- Shares in Nektar Therapeutics plummeted following the company’s disclosure that it administered inactive doses of its experimental drug bempegaldesleukin in clinical trials due to manufacturing issues.
- Skin, kidney and bladder cancer patients in a combination trial with Bristol-Myers Squibb’s Opdivo progressed more quickly after receiving the suboptimal doses than those treated with active bempegaldesleukin. The ineffective drug also was used in a lung cancer trial in combination with Merck & Co.’s Keytruda.
- Nektar executives also announced that Bristol-Myers has cut back its commitment to the bempegaldesleukin partnership to just five or six trials aimed at regulatory approval, from 18 previously. The big pharma paid nearly $1.9 billion up front to secure rights to the agent.

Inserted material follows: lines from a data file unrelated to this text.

//! The full symbol-table stack used by the parser (§3, "Symbol table
//! stack"): a global table, the current local table, and an arena of
//! suspended parent frames threaded by index instead of by pointer, plus
//! the declaration-pending stack used to detect a local variable used
//! before its own initializer has finished evaluating.

use crate::symbol::Symbol;
use crate::table::SymbolTable;
use ifjc_util::Position;

/// An identifier that has been named as a local-variable target but
/// whose defining scope has not yet observed the corresponding
/// initializer expression evaluated. A plain `(name, pos)` pair rather
/// than a borrowed token, so this crate does not need to depend on the
/// lexer's token type.
#[derive(Clone, Debug)]
pub struct PendingDecl {
    pub name: String,
    pub pos: Position,
}

/// Nested lexical scopes for a single-pass compiler with no persisted
/// AST: entering a block snapshots the current local frame into the
/// arena and starts a fresh one parented to it; leaving a block restores
/// the snapshot. `lookup_deep` walks local, then each ancestor via
/// `parent_ind`, then global.
#[derive(Default)]
pub struct SymbolStack {
    frames: Vec<SymbolTable>,
    local: SymbolTable,
    global: SymbolTable,
    pending: Vec<PendingDecl>,
}

impl SymbolStack {
    pub fn new() -> Self {
        SymbolStack {
            frames: Vec::new(),
            local: SymbolTable::new(),
            global: SymbolTable::new(),
            pending: Vec::new(),
        }
    }

    /// Push the current local frame into the arena and start a new,
    /// empty one parented to it.
    pub fn enter_scope(&mut self) {
        let parent_ind = self.frames.len();
        let suspended = std::mem::replace(&mut self.local, SymbolTable::with_parent(Some(parent_ind)));
        self.frames.push(suspended);
    }

    /// Discard the current local frame and restore the most recently
    /// suspended one. A no-op at the outermost (function-body) scope,
    /// where there is nothing left to restore.
    pub fn leave_scope(&mut self) {
        if let Some(restored) = self.frames.pop() {
            self.local = restored;
        }
    }

    pub fn insert_local(&mut self, symbol: Symbol) -> Option<Symbol> {
        self.local.insert(symbol)
    }

    pub fn insert_global(&mut self, symbol: Symbol) -> Option<Symbol> {
        self.global.insert(symbol)
    }

    pub fn remove_local(&mut self, name: &str) -> Option<Symbol> {
        self.local.remove(name)
    }

    pub fn lookup_local(&self, name: &str) -> Option<&Symbol> {
        self.local.get(name)
    }

    pub fn lookup_local_mut(&mut self, name: &str) -> Option<&mut Symbol> {
        self.local.get_mut(name)
    }

    pub fn lookup_global(&self, name: &str) -> Option<&Symbol> {
        self.global.get(name)
    }

    pub fn lookup_global_mut(&mut self, name: &str) -> Option<&mut Symbol> {
        self.global.get_mut(name)
    }

    /// Resolve `name` against local scope, then each enclosing scope in
    /// turn, then global — the full visibility rule of §3/§4.3.
    pub fn lookup_deep(&self, name: &str) -> Option<&Symbol> {
        if let Some(sym) = self.local.get(name) {
            return Some(sym);
        }
        let mut next = self.local.parent_ind;
        while let Some(idx) = next {
            let frame = &self.frames[idx];
            if let Some(sym) = frame.get(name) {
                return Some(sym);
            }
            next = frame.parent_ind;
        }
        self.global.get(name)
    }

    /// Like [`Self::lookup_deep`], but also reports whether the hit came
    /// from the global table (as opposed to the local frame or one of
    /// its ancestors) and returns an owned clone — callers that need to
    /// report a diagnostic afterward would otherwise hold a borrow of
    /// `self` across the call.
    pub fn resolve(&self, name: &str) -> Option<(bool, Symbol)> {
        if let Some(sym) = self.local.get(name) {
            return Some((false, sym.clone()));
        }
        let mut next = self.local.parent_ind;
        while let Some(idx) = next {
            let frame = &self.frames[idx];
            if let Some(sym) = frame.get(name) {
                return Some((false, sym.clone()));
            }
            next = frame.parent_ind;
        }
        self.global.get(name).map(|sym| (true, sym.clone()))
    }

    pub fn push_pending(&mut self, decl: PendingDecl) {
        self.pending.push(decl);
    }

    pub fn pop_pending(&mut self) -> Option<PendingDecl> {
        self.pending.pop()
    }

    pub fn is_pending(&self, name: &str) -> bool {
        self.pending.iter().any(|p| p.name == name)
    }

    pub fn clear_pending(&mut self, name: &str) {
        self.pending.retain(|p| p.name != name);
    }

    /// Every function name still awaiting its definition, in declaration
    /// order. Walked once at the end of `parse_program` to turn each
    /// still-`Declared` entry into the code-3 error or warning §4.3's
    /// "Function declaration / definition consistency" rule calls for.
    pub fn pending(&self) -> &[PendingDecl] {
        &self.pending
    }

    pub fn global(&self) -> &SymbolTable {
        &self.global
    }

    pub fn global_mut(&mut self) -> &mut SymbolTable {
        &mut self.global
    }

    pub fn local(&self) -> &SymbolTable {
        &self.local
    }

    pub fn local_mut(&mut self) -> &mut SymbolTable {
        &mut self.local
    }

    pub fn load_builtins(&mut self) {
        crate::builtins::load_builtins(&mut self.global);
    }

    pub fn check_builtin(&mut self, name: &str) -> bool {
        crate::builtins::check_builtin(name, &mut self.global)
    }
}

Nektar has struggled to show that bempegaldesleukin should be mentioned in the same breath with other immuno-oncology agents like Opdivo (nivolumab) and Keytruda (pembrolizumab), and the manufacturing issues will not help its credibility.
Coming as it did in the wake of Novartis’ disclosure of data manipulation in manufacturing analyses of its gene therapy Zolgensma, Nektar’s disclosure was especially damaging. Awareness of what had happened to Novartis may have prompted Nektar executives to provide a detailed analysis of its findings in the company’s second quarter earnings conference call.
CEO Howard Robin chalked the issue up to a “single suboptimal batch of in-process intermediate” that led to two lots of 22 being ineffectively produced. The problem was not identified on release, but the variations of results in the PIVOT-02 combination trial with Opdivo prompted a review of the quality, he said.
The company has developed a new quality monitoring strategy for ingredients, Robin said. None of the ineffective bempegaldesleukin has been used in Phase 3 trials that are hoped to be used for Food and Drug Administration approval, he said.
Reviewing the PIVOT-02 data by lot, the company identified differences in outcomes. In melanoma, urothelial cancer and renal cell carcinoma, patients taking the ineffective doses survived 5.2, 3.5 and 5.5 months before disease progression or death, respectively. By comparison, the overall progression free survival numbers in those trial cohorts, including those patients receiving effective doses, were 12.7, 4.1 and 7.6 months, respectively.
Following the disclosure, Jefferies analyst David Steinberg downgraded his rating on Nektar from Buy to Hold, stating management “believes they have a handle on the situation and if this hypothesis is correct, the program in theory should read smoothly.”
“However, there won’t be clarity on this for some time as the first of the registration study readouts is not expected until [late 2020] and it is not inconceivable that management’s hypothesis could ultimately turn out to be incorrect as well,” he wrote.
Shares fell by as much as 39% in trading Friday, wiping away $4 billion in valuation.